La varietà delle opzioni permette di costruire percorsi su misura, a seconda delle inclinazioni dello studente e delle possibilità della famiglia.
Esami e rientro a scuola
Un aspetto fondamentale per capire come funziona homeschooling riguarda il rapporto con la scuola statale. Gli studenti educati in famiglia hanno diritto a rientrare nel sistema scolastico in qualunque momento, sostenendo un esame di idoneità.
Gli esami, generalmente svolti a giugno o settembre, hanno lo scopo di valutare le conoscenze acquisite nelle materie di riferimento, la capacità di apprendimento, la preparazione adeguata rispetto all’età e alla classe di inserimento.

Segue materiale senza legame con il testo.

impl OrderService {
    /// Create a new OrderService
    #[allow(clippy::too_many_arguments)]
    pub fn new(
        orders_repo: OrdersRepository,
        order_items_repo: OrderItemsRepository,
        product_repo: ProductRepository,
        pizza_repo: PizzaOptionsRepository,
        zones_repo: DeliveryZoneRepository,
        coupon_service: CouponService,
        loyalty_service: LoyaltyService,
        settings: SettingsStore,
        events: OrderEvents,
    ) -> Self {
        Self {
            orders_repo,
            order_items_repo,
            product_repo,
            pizza_repo,
            zones_repo,
            coupon_service,
            loyalty_service,
            settings,
            events,
        }
    }

    /// Place an order
    ///
    /// Resolves every cart line server-side (snapshotting unit prices),
    /// validates the coupon against the subtotal, resolves the delivery
    /// fee, persists the order atomically, then runs the post-commit
    /// steps: coupon application and loyalty accrual, both best-effort —
    /// a committed order stands even when those fail.
    pub async fn place_order(
        &self,
        user_id: Option<i32>,
        request: CreateOrderRequest,
    ) -> Result<OrderResponse, OrderError> {
        if request.items.is_empty() {
            return Err(OrderError::ValidationError(
                "Order must contain at least one item".to_string(),
            ));
        }

        let mut lines = Vec::with_capacity(request.items.len());
        for item in &request.items {
            lines.push(self.resolve_line(item).await?);
        }

        let line_totals: Vec<Decimal> = lines.iter().map(|line| line.subtotal).collect();
        let subtotal = checkout::subtotal(&line_totals);

        let coupon_quote = match request.coupon_code.as_deref() {
            Some(code) => Some(
                self.coupon_service
                    .validate(code, subtotal, user_id)
                    .await?,
            ),
            None => None,
        };
        let discount = coupon_quote
            .as_ref()
            .map(|quote| quote.discount)
            .unwrap_or(Decimal::ZERO);

        let zone = self.resolve_zone(&request).await?;
        let config = self.settings.checkout_config().await?;
        let summary = checkout::summarize(
            subtotal,
            discount,
            request.order_type,
            zone.as_ref(),
            &config,
        );

        let order = self
            .orders_repo
            .create(
                NewOrder {
                    user_id,
                    customer_name: request.customer_name.clone(),
                    customer_phone: request.customer_phone.clone(),
                    customer_address: request.customer_address.clone(),
                    order_type: request.order_type,
                    delivery_zone_id: zone.as_ref().map(|z| z.id),
                    subtotal: summary.subtotal,
                    discount: summary.discount,
                    delivery_fee: summary.delivery_fee,
                    total_amount: summary.total,
                    payment_method: request.payment_method.clone(),
                    change_for: request.change_for,
                    notes: request.notes.clone(),
                },
                lines,
            )
            .await?;

        self.run_post_commit_steps(&order, user_id, coupon_quote).await;

        self.events.publish(OrderEvent {
            order_id: order.id,
            status: order.status,
        });

        let items = self.order_items_repo.find_by_order_id(order.id).await?;
        Ok(OrderResponse::from_parts(order, items))
    }

    /// Coupon application and loyalty accrual after the order committed
    ///
    /// Failures here are logged and swallowed: the order stands, the
    /// coupon use or points are simply not recorded.
    async fn run_post_commit_steps(
        &self,
        order: &Order,
        user_id: Option<i32>,
        coupon_quote: Option<CouponQuote>,
    ) {
        let user_id = match user_id {
            Some(user_id) => user_id,
            None => return,
        };

        if let Some(quote) = coupon_quote {
            if let Err(e) = self
                .coupon_service
                .apply(quote.coupon.id, user_id, Some(order.id))
                .await
            {
                tracing::warn!(
                    "Failed to record coupon use for order {}: {}",
                    order.id,
                    e
                );
            }
        }

        match self
            .loyalty_service
            .earn(
                user_id,
                Some(order.id),
                Accrual::FromTotal(order.total_amount),
                None,
            )
            .await
        {
            Ok(points) if points > 0 => {
                tracing::info!(
                    "Awarded {} loyalty points to user {} for order {}",
                    points,
                    user_id,
                    order.id
                );
            }
            Ok(_) => {}
            Err(e) => {
                tracing::warn!(
                    "Failed to award loyalty points for order {}: {}",
                    order.id,
                    e
                );
            }
        }
    }

    /// Resolve one cart line into a priced snapshot
    async fn resolve_line(&self, item: &OrderItemRequest) -> Result<NewOrderItem, OrderError> {
        if item.quantity <= 0 {
            return Err(OrderError::InvalidQuantity(format!(
                "Quantity must be positive, got {}",
                item.quantity
            )));
        }

        let (product_id, product_name, unit_price) = match (&item.pizza, item.product_id) {
            (Some(pizza), _) => {
                let (name, price) = self.resolve_pizza_line(pizza).await?;
                (None, name, price)
            }
            (None, Some(product_id)) => {
                let product = self
                    .product_repo
                    .find_active_by_id(product_id)
                    .await?
                    .ok_or(OrderError::ProductNotFound(product_id))?;

                match item.size_id {
                    Some(size_id) => {
                        let size = self
                            .pizza_repo
                            .find_size(size_id)
                            .await?
                            .filter(|s| s.is_active)
                            .ok_or(PizzaError::SizeNotFound(size_id))?;

                        let price = match self.pizza_repo.find_price(product.id, size.id).await? {
                            Some(row) => row.price,
                            None => product.price,
                        };

                        let name = format!("{} ({})", product.name, size.name);
                        (Some(product.id), name, price)
                    }
                    None => (Some(product.id), product.name.clone(), product.price),
                }
            }
            (None, None) => {
                return Err(OrderError::ValidationError(
                    "Each item must reference a product or a composed pizza".to_string(),
                ));
            }
        };

        let subtotal = checkout::line_total(item.quantity, unit_price);

        Ok(NewOrderItem {
            product_id,
            product_name,
            quantity: item.quantity,
            unit_price,
            subtotal,
        })
    }

    /// Price a composed pizza through the composition engine
    async fn resolve_pizza_line(
        &self,
        request: &PizzaQuoteRequest,
    ) -> Result<(String, Decimal), OrderError> {
        let size = self
            .pizza_repo
            .find_size(request.size_id)
            .await?
            .filter(|s| s.is_active)
            .ok_or(PizzaError::SizeNotFound(request.size_id))?;

        let border = match request.border_id {
            Some(border_id) => Some(
                self.pizza_repo
                    .find_border(border_id)
                    .await?
                    .filter(|b| b.is_active)
                    .ok_or(PizzaError::BorderNotFound(border_id))?,
            ),
            None => None,
        };

        let products = self
            .product_repo
            .find_active_by_ids(&request.flavor_product_ids)
            .await?;
        let product_map: HashMap<i32, crate::models::Product> =
            products.into_iter().map(|p| (p.id, p)).collect();

        let mut flavors = Vec::with_capacity(request.flavor_product_ids.len());
        for product_id in &request.flavor_product_ids {
            let product = product_map
                .get(product_id)
                .cloned()
                .ok_or(PizzaError::FlavorNotFound(*product_id))?;
            flavors.push(product);
        }

        let overrides = self
            .pizza_repo
            .prices_for_products(&request.flavor_product_ids)
            .await?;

        let (selection, total) = builder::price_composition(size, border, flavors, &overrides)?;

        let flavor_names: Vec<&str> = selection
            .flavors()
            .iter()
            .map(|f| f.product.name.as_str())
            .collect();
        let mut name = format!(
            "Pizza {}: {}",
            selection.size().map(|s| s.name.as_str()).unwrap_or(""),
            flavor_names.join(" + ")
        );
        if let Some(border) = selection.border() {
            name.push_str(&format!(" (borda {})", border.name));
        }

        Ok((name, total))
    }

    /// Resolve the delivery zone for a delivery order, if one was chosen
    async fn resolve_zone(
        &self,
        request: &CreateOrderRequest,
    ) -> Result<Option<DeliveryZone>, OrderError> {
        if request.order_type != OrderType::Delivery {
            return Ok(None);
        }

        match request.delivery_zone_id {
            Some(zone_id) => {
                let zone = self
                    .zones_repo
                    .find_by_id(zone_id)
                    .await?
                    .filter(|z| z.is_active)
                    .ok_or(crate::delivery::error::DeliveryError::ZoneNotFound(zone_id))?;
                Ok(Some(zone))
            }
            None => Ok(None),
        }
    }

    /// Get all orders with an optional status filter (back office)
    pub async fn list_orders(
        &self,
        status: Option<OrderStatus>,
    ) -> Result<Vec<OrderResponse>, OrderError> {
        let orders = self.orders_repo.list(status).await?;
        self.with_items(orders).await
    }

    /// Get the authenticated user's order history
    pub async fn get_user_orders(&self, user_id: i32) -> Result<Vec<OrderResponse>, OrderError> {
        let orders = self.orders_repo.list_by_user(user_id).await?;
        self.with_items(orders).await
    }

    /// Get a specific order, enforcing ownership unless `is_admin`
    pub async fn get_order_by_id(
        &self,
        order_id: Uuid,
        user_id: Option<i32>,
        is_admin: bool,
    ) -> Result<OrderResponse, OrderError> {
        let (order, items) = self.order_parts(order_id, user_id, is_admin).await?;
        Ok(OrderResponse::from_parts(order, items))
    }

    /// Raw order row and items, with the same ownership rule
    pub async fn order_parts(
        &self,
        order_id: Uuid,
        user_id: Option<i32>,
        is_admin: bool,
    ) -> Result<(Order, Vec<crate::orders::models::OrderItem>), OrderError> {
        let order = self
            .orders_repo
            .find_by_id(order_id)
            .await?
            .ok_or(OrderError::NotFound)?;

        if !is_admin && order.user_id != user_id {
            return Err(OrderError::Forbidden(
                "You do not have permission to access this order".to_string(),
            ));
        }

        let items = self.order_items_repo.find_by_order_id(order.id).await?;
        Ok((order, items))
    }

    /// The status audit trail of one order
    pub async fn status_history(
        &self,
        order_id: Uuid,
    ) -> Result<Vec<OrderStatusHistory>, OrderError> {
        // A missing order must 404, not read as an empty trail
        self.orders_repo
            .find_by_id(order_id)
            .await?
            .ok_or(OrderError::NotFound)?;

        self.orders_repo.status_history(order_id).await
    }

    /// Guarded quick action: advance one step along the linear chain
    ///
    /// Rejected at terminal states; every successful advance appends a
    /// history row and notifies subscribers.
    pub async fn advance_status(
        &self,
        order_id: Uuid,
        notes: Option<&str>,
        changed_by: Option<i32>,
    ) -> Result<Order, OrderError> {
        let order = self
            .orders_repo
            .find_by_id(order_id)
            .await?
            .ok_or(OrderError::NotFound)?;

        let next = StatusMachine::advance(order.status).map_err(OrderError::InvalidTransition)?;

        let updated = self
            .orders_repo
            .update_status(order_id, next, notes, changed_by)
            .await?;

        self.events.publish(OrderEvent {
            order_id,
            status: next,
        });

        Ok(updated)
    }

    /// Unguarded admin override: set any status directly
    ///
    /// Deliberately skips the transition table (operator escape hatch);
    /// still appends to the audit trail and notifies subscribers.
    pub async fn force_set_status(
        &self,
        order_id: Uuid,
        new_status: OrderStatus,
        notes: Option<&str>,
        changed_by: Option<i32>,
    ) -> Result<Order, OrderError> {
        self.orders_repo
            .find_by_id(order_id)
            .await?
            .ok_or(OrderError::NotFound)?;

        let updated = self
            .orders_repo
            .update_status(order_id, new_status, notes, changed_by)
            .await?;

        self.events.publish(OrderEvent {
            order_id,
            status: new_status,
        });

        Ok(updated)
    }

    /// Subscribe to order change events
    pub fn subscribe(&self) -> crate::orders::events::OrderSubscription {
        self.events.subscribe()
    }

    async fn with_items(&self, orders: Vec<Order>) -> Result<Vec<OrderResponse>, OrderError> {
        let mut responses = Vec::with_capacity(orders.len());
        for order in orders {
            let items = self.order_items_repo.find_by_order_id(order.id).await?;
            responses.push(OrderResponse::from_parts(order, items));
        }

        Ok(responses)
    }
}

Tutto ciò garantisce che, nonostante la libertà educativa, il livello minimo di istruzione sia sempre rispettato.
Per chi è adatto l’homeschooling
Questa speciale forma di istruzione è particolarmente apprezzata da un target molto specifico che possiamo così definire:
- famiglie che desiderano un percorso personalizzato
- studenti con particolari esigenze educative
- ragazzi che praticano sport o attività artistiche ad alto livello
- famiglie che vivono in zone remote o all’estero
- genitori motivati a seguire da vicino la formazione dei figli
Non si tratta quindi di una soluzione universale ma di una scelta che richiede impegno e responsabilità. Capire come funziona homeschooling significa conoscere un modello educativo che offre grandi opportunità ma anche sfide concrete. In Italia è una pratica legale, regolata e controllata, che consente di rispettare l’obbligo scolastico fuori dalle aule tradizionali.
Grazie alla flessibilità e alla possibilità di personalizzare l’apprendimento, sempre più famiglie la considerano un’alternativa valida, soprattutto quando la scuola tradizionale non riesce a soddisfare bisogni specifici. L’homeschooling funziona davvero se è supportato da motivazione, costanza e organizzazione.